[What the task asks] The entries below are to be reproduced in full, exactly as written.

Records from a dataset:
mod app;
pub mod bootstrap;
pub mod headless;
pub mod logging;
mod ui;

use crate::app::App;
use crossterm::event::{DisableMouseCapture, EnableMouseCapture};
use crossterm::terminal::{
    disable_raw_mode, enable_raw_mode, EnterAlternateScreen, LeaveAlternateScreen,
};
use crossterm::{execute, ExecutableCommand};
use ratatui::backend::CrosstermBackend;
use ratatui::Terminal;
use sen_application::config::Config;
use sen_application::views::ViewKind;
use std::io;
use std::time::Duration;

const TICK: Duration = Duration::from_millis(33);

#[derive(Clone)]
pub struct TuiOpts {
    pub config: Config,
    pub initial_screen: ViewKind,
    pub seed: Option<u64>,
    pub log_store: logging::SharedLogStore,
}

pub fn run(opts: TuiOpts) -> Result<(), String> {
    let runtime = tokio::runtime::Builder::new_multi_thread()
        .enable_time()
        .build()
        .map_err(|err| format!("failed to init tokio runtime: {err}"))?;
    runtime.block_on(run_async(opts))
}

async fn run_async(opts: TuiOpts) -> Result<(), String> {
    enable_raw_mode().map_err(|err| format!("failed to enable raw mode: {err}"))?;

    let mut stdout = io::stdout();
    execute!(stdout, EnterAlternateScreen, EnableMouseCapture)
        .map_err(|err| format!("failed to enter alternate screen: {err}"))?;
    stdout
        .execute(crossterm::terminal::Clear(
            crossterm::terminal::ClearType::All,
        ))
        .map_err(|err| format!("failed to clear screen: {err}"))?;

    let backend = CrosstermBackend::new(stdout);
    let mut terminal =
        Terminal::new(backend).map_err(|err| format!("failed to init terminal: {err}"))?;
    terminal
        .hide_cursor()
        .map_err(|err| format!("failed to hide cursor: {err}"))?;

    let result = run_loop(&mut terminal, opts).await;

    let mut stdout = io::stdout();
    let _ = execute!(stdout, LeaveAlternateScreen, DisableMouseCapture);
    let _ = disable_raw_mode();
    let _ = terminal.show_cursor();

    result
}

async fn run_loop<B: ratatui::backend::Backend>(
    terminal: &mut Terminal<B>,
    opts: TuiOpts,
) -> Result<(), String> {
    let mut nav = bootstrap::build_controller(&opts.config, opts.seed)?;
    nav.show(opts.initial_screen);
    let mut app = App::new(
        opts.config.app.title.clone(),
        opts.config.app.version.clone(),
        nav,
        opts.log_store,
    );

    let (event_tx, mut event_rx) = tokio::sync::mpsc::unbounded_channel();
    app.spawn_input_reader(event_tx);

    let mut tick = tokio::time::interval(TICK);

    loop {
        if app.dirty {
            terminal
                .draw(|frame| ui::draw(frame, &mut app))
                .map_err(|err| format!("terminal draw failed: {err}"))?;
            metrics::counter!("sen.terminal.frames_total").increment(1);
            app.dirty = false;
        }

        tokio::select! {
            _ = tick.tick() => {
                app.on_tick();
            }
            maybe_event = event_rx.recv() => {
                let Some(event) = maybe_event else {
                    app.nav.shutdown();
                    return Ok(());
                };
                if app.on_event(event)? { return Ok(()); }
            }
        }
    }
}
use crate::value_objects::timeframe::Timeframe;
use serde::{Deserialize, Serialize};

#[derive(Debug, Clone, Copy, PartialEq, Eq, Serialize, Deserialize)]
#[serde(rename_all = "UPPERCASE")]
pub enum StrategyStatus {
    Active,
    Inactive,
    Paused,
}

impl StrategyStatus {
    pub fn as_str(self) -> &'static str {
        match self {
            StrategyStatus::Active => "ACTIVE",
            StrategyStatus::Inactive => "INACTIVE",
            StrategyStatus::Paused => "PAUSED",
        }
    }
}

impl std::fmt::Display for StrategyStatus {
    fn fmt(&self, f: &mut std::fmt::Formatter<'_>) -> std::fmt::Result {
        f.write_str(self.as_str())
    }
}

#[derive(Debug, Clone, PartialEq, Serialize, Deserialize)]
pub struct Strategy {
    pub id: String,
    pub name: String,
    pub symbol: String,
    pub timeframe: Timeframe,
    pub status: StrategyStatus,
    pub profit: f64,
    pub trades_count: u32,
}

#[cfg(test)]
mod tests {
    use super::StrategyStatus;

    #[test]
    fn status_serializes_uppercase() {
        let json = serde_json::to_string(&StrategyStatus::Active).unwrap();
        assert_eq!(json, "\"ACTIVE\"");
    }
}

[Answer for the task]
mod app;
pub mod bootstrap;
pub mod headless;
pub mod logging;
mod ui;

use crate::app::App;
use crossterm::event::{DisableMouseCapture, EnableMouseCapture};
use crossterm::terminal::{
    disable_raw_mode, enable_raw_mode, EnterAlternateScreen, LeaveAlternateScreen,
};
use crossterm::{execute, ExecutableCommand};
use ratatui::backend::CrosstermBackend;
use ratatui::Terminal;
use sen_application::config::Config;
use sen_application::views::ViewKind;
use std::io;
use std::time::Duration;

const TICK: Duration = Duration::from_millis(33);

#[derive(Clone)]
pub struct TuiOpts {
    pub config: Config,
    pub initial_screen: ViewKind,
    pub seed: Option<u64>,
    pub log_store: logging::SharedLogStore,
}

pub fn run(opts: TuiOpts) -> Result<(), String> {
    let runtime = tokio::runtime::Builder::new_multi_thread()
        .enable_time()
        .build()
        .map_err(|err| format!("failed to init tokio runtime: {err}"))?;
    runtime.block_on(run_async(opts))
}

async fn run_async(opts: TuiOpts) -> Result<(), String> {
    enable_raw_mode().map_err(|err| format!("failed to enable raw mode: {err}"))?;

    let mut stdout = io::stdout();
    execute!(stdout, EnterAlternateScreen, EnableMouseCapture)
        .map_err(|err| format!("failed to enter alternate screen: {err}"))?;
    stdout
        .execute(crossterm::terminal::Clear(
            crossterm::terminal::ClearType::All,
        ))
        .map_err(|err| format!("failed to clear screen: {err}"))?;

    let backend = CrosstermBackend::new(stdout);
    let mut terminal =
        Terminal::new(backend).map_err(|err| format!("failed to init terminal: {err}"))?;
    terminal
        .hide_cursor()
        .map_err(|err| format!("failed to hide cursor: {err}"))?;

    let result = run_loop(&mut terminal, opts).await;

    let mut stdout = io::stdout();
    let _ = execute!(stdout, LeaveAlternateScreen, DisableMouseCapture);
    let _ = disable_raw_mode();
    let _ = terminal.show_cursor();

    result
}

async fn run_loop<B: ratatui::backend::Backend>(
    terminal: &mut Terminal<B>,
    opts: TuiOpts,
) -> Result<(), String> {
    let mut nav = bootstrap::build_controller(&opts.config, opts.seed)?;
    nav.show(opts.initial_screen);
    let mut app = App::new(
        opts.config.app.title.clone(),
        opts.config.app.version.clone(),
        nav,
        opts.log_store,
    );

    let (event_tx, mut event_rx) = tokio::sync::mpsc::unbounded_channel();
    app.spawn_input_reader(event_tx);

    let mut tick = tokio::time::interval(TICK);

    loop {
        if app.dirty {
            terminal
                .draw(|frame| ui::draw(frame, &mut app))
                .map_err(|err| format!("terminal draw failed: {err}"))?;
            metrics::counter!("sen.terminal.frames_total").increment(1);
            app.dirty = false;
        }

        tokio::select! {
            _ = tick.tick() => {
                app.on_tick();
            }
            maybe_event = event_rx.recv() => {
                let Some(event) = maybe_event else {
                    app.nav.shutdown();
                    return Ok(());
                };
                if app.on_event(event)? { return Ok(()); }
            }
        }
    }
}
use crate::value_objects::timeframe::Timeframe;
use serde::{Deserialize, Serialize};

#[derive(Debug, Clone, Copy, PartialEq, Eq, Serialize, Deserialize)]
#[serde(rename_all = "UPPERCASE")]
pub enum StrategyStatus {
    Active,
    Inactive,
    Paused,
}

impl StrategyStatus {
    pub fn as_str(self) -> &'static str {
        match self {
            StrategyStatus::Active => "ACTIVE",
            StrategyStatus::Inactive => "INACTIVE",
            StrategyStatus::Paused => "PAUSED",
        }
    }
}

impl std::fmt::Display for StrategyStatus {
    fn fmt(&self, f: &mut std::fmt::Formatter<'_>) -> std::fmt::Result {
        f.write_str(self.as_str())
    }
}

#[derive(Debug, Clone, PartialEq, Serialize, Deserialize)]
pub struct Strategy {
    pub id: String,
    pub name: String,
    pub symbol: String,
    pub timeframe: Timeframe,
    pub status: StrategyStatus,
    pub profit: f64,
    pub trades_count: u32,
}

#[cfg(test)]
mod tests {
    use super::StrategyStatus;

    #[test]
    fn status_serializes_uppercase() {
        let json = serde_json::to_string(&StrategyStatus::Active).unwrap();
        assert_eq!(json, "\"ACTIVE\"");
    }
}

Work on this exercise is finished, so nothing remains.